A lot is determined not just by your revenue target per square foot, 
but cooling, your distribution, your breaker density and sizing, etc.

-M<



--
Martin Hannigan                         (c) 617-388-2663
VeriSign, Inc.                          (w) 703-948-7018
Network Engineer IV                       Operations & Infrastructure
[email protected]



> -----Original Message-----
> From: [email protected] [mailto:[email protected]]On Behalf Of
> Nils Ketelsen
> Sent: Tuesday, October 26, 2004 2:09 PM
> To: [email protected]
> Subject: Re: Energy consumption vs % utilization?
> 
> 
> 
> On Tue, Oct 26, 2004 at 01:52:51PM -0400, Gregory (Grisha) 
> Trubetskoy wrote:
> 
> > Sorry, this is somewhat OT.
> 
> Also Sorry, but I think the question itself is completely flawed.
> 
> > I'm looking for information on energy consumption vs 
> percent utilization. 
> > In other words if your datacenter consumes 720 MWh per 
> month, yet on 
> > average your servers are 98% underutilized, you are wasting 
> a lot of 
> > energy (a hot topic these days).
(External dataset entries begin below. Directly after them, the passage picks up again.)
// 该文件是 Kanjian （看见） 项目的一部分。
// src/bin/cameras.rs - 列出可用摄像头
//
// 本文件根据 Apache 许可证第 2.0 版（以下简称“许可证”）授权使用；
// 除非遵守该许可证条款，否则您不得使用本文件。
// 您可通过以下网址获取许可证副本：
// http://www.apache.org/licenses/LICENSE-2.0
// 除非适用法律要求或书面同意，根据本许可协议分发的软件均按“原样”提供，
// 不附带任何形式的明示或暗示的保证或条件。
// 有关许可权限与限制的具体条款，请参阅本许可协议。
//
// Copyright (C) 2026 Johann Li <me@qinka.pro>, Wareless Group

use anyhow::Result;
use clap::Parser;
use tracing::{info, warn};

use kanjian::input::{V4l2Opener, enumerate};

/// 探测 /dev/video0 起的摄像头
#[derive(Parser, Debug)]
#[command(author, version, about, long_about = None)]
pub struct Args {
  /// 探测的设备编号上限
  #[arg(long, default_value_t = 10, value_name = "COUNT")]
  pub max_probe: u32,
  #[arg(long, default_value_t = 640)]
  pub width: u32,
  #[arg(long, default_value_t = 480)]
  pub height: u32,
}

fn main() -> Result<()> {
  tracing_subscriber::fmt::init();

  let args = Args::parse();
  let opener = V4l2Opener::default().with_resolution(args.width, args.height);
  let devices = enumerate(&opener, args.max_probe);
  if devices.is_empty() {
    warn!("没有找到可用的摄像头");
  }
  for device in devices {
    info!("可用摄像头: /dev/video{}", device);
    println!("{}", device);
  }

  Ok(())
}
mod common;

use std::sync::atomic::Ordering;
use std::time::Duration;

use common::*;
use kanjian::task::{DecoupledLoop, LoopState};

fn layer1_preset() -> VizPreset {
  VizPreset {
    channels: ChannelSelection::Explicit(vec![0]),
    ..VizPreset::new("p", "layer1")
  }
}

#[test]
fn burst_before_worker_picks_up_delivers_only_latest() {
  let (pipeline, calls) = fake_pipeline(8, Duration::ZERO, layer1_preset());
  let mut driver = DecoupledLoop::new(pipeline);
  let submitter = driver.submitter();

  let frames: Vec<Frame> = (1..=5).map(|i| gray_frame(16, i * 40)).collect();
  for frame in &frames {
    submitter.submit(frame.clone());
  }
  driver.start().unwrap();
  assert!(driver.wait_idle(Duration::from_secs(5)));

  let delivered = driver.latest_result().expect("one result");
  assert_eq!(delivered.fingerprint, frames[4].fingerprint());
  assert!(driver.latest_result().is_none());
  assert_eq!(calls.load(Ordering::SeqCst), 1);

  let status = driver.status();
  assert_eq!(status.submitted, 5);
  assert_eq!(status.dropped, 4);
  assert_eq!(status.processed, 1);
  driver.stop();
  assert_eq!(driver.state(), LoopState::Idle);
}

#[test]
fn slow_worker_skips_stale_frames() {
  let (pipeline, calls) = fake_pipeline(8, Duration::from_millis(150), layer1_preset());
  let mut driver = DecoupledLoop::new(pipeline);
  let submitter = driver.submitter();
  driver.start().unwrap();

  let frames: Vec<Frame> = (1..=5).map(|i| gray_frame(16, i * 40)).collect();
  for frame in &frames {
    submitter.submit(frame.clone());
    std::thread::sleep(Duration::from_millis(5));
  }
  assert!(driver.wait_idle(Duration::from_secs(5)));

  let processed = calls.load(Ordering::SeqCst);
  assert!(processed <= 2, "processed {} frames", processed);
  let delivered = driver.latest_result().expect("latest result");
  assert_eq!(delivered.fingerprint, frames[4].fingerprint());
  assert!(driver.latest_result().is_none());
}

#[cfg(feature = "read_image_file")]
#[test]
fn live_task_renders_frames_from_its_input() {
  use std::sync::{
    Arc,
    atomic::{AtomicBool, Ordering},
  };

  use kanjian::{
    input::ImageFileInput,
    task::{LiveTask, Task},
  };

  let (pipeline, calls) = fake_pipeline(8, Duration::from_millis(2), layer1_preset());
  let frame = gray_frame(16, 90);
  let input = ImageFileInput::from_frame(frame.clone());
  let sink = LatestImage::new();

  LiveTask::default()
    .with_frame_number(Some(500))
    .with_stop_flag(Arc::new(AtomicBool::new(false)))
    .run_task(input, pipeline, sink.clone())
    .unwrap();

  assert!(calls.load(Ordering::SeqCst) <= 500);
  if let Some(rendered) = sink.get() {
    assert_eq!(rendered.fingerprint, frame.fingerprint());
    assert_eq!(rendered.layer, "layer1");
  }
}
Does anyone here have any 
> real data on 
> > this?
> 
> What does 98% underutilized mean?
> 
> What is the utilization of a device with fully built out RAM 
> that is used
> to 100%, when the CPU is used 2% only?
> 
> What is the utilization of a system, that uses two percent of the
> memory and two percent of the available CPU time, when the policy
> of the top secret organization owning this system requires, that the
> application is running on a seperated machine?
> 
> Sure many machines might be (computing power wise) able to
> handle Firewalling, Routing, Webserving, Database Serving, 
> Mailserving and
> storing accounting data, but still there might be very good reasons to
> seperate these on different machines.
> 
> If you take points like policy requirement (see above:
> an application might by policy utilize a machine to 100%), 
> different types
> of resources, failover etc. into account, you might end up
> with different numbers then just looking at the CPU (and I
> have the feeling that is what you did or were intending to do).
> 
> Actually I think nobody does calculate "real" utilization,
> as there are a lot of soft factors to be taken into account.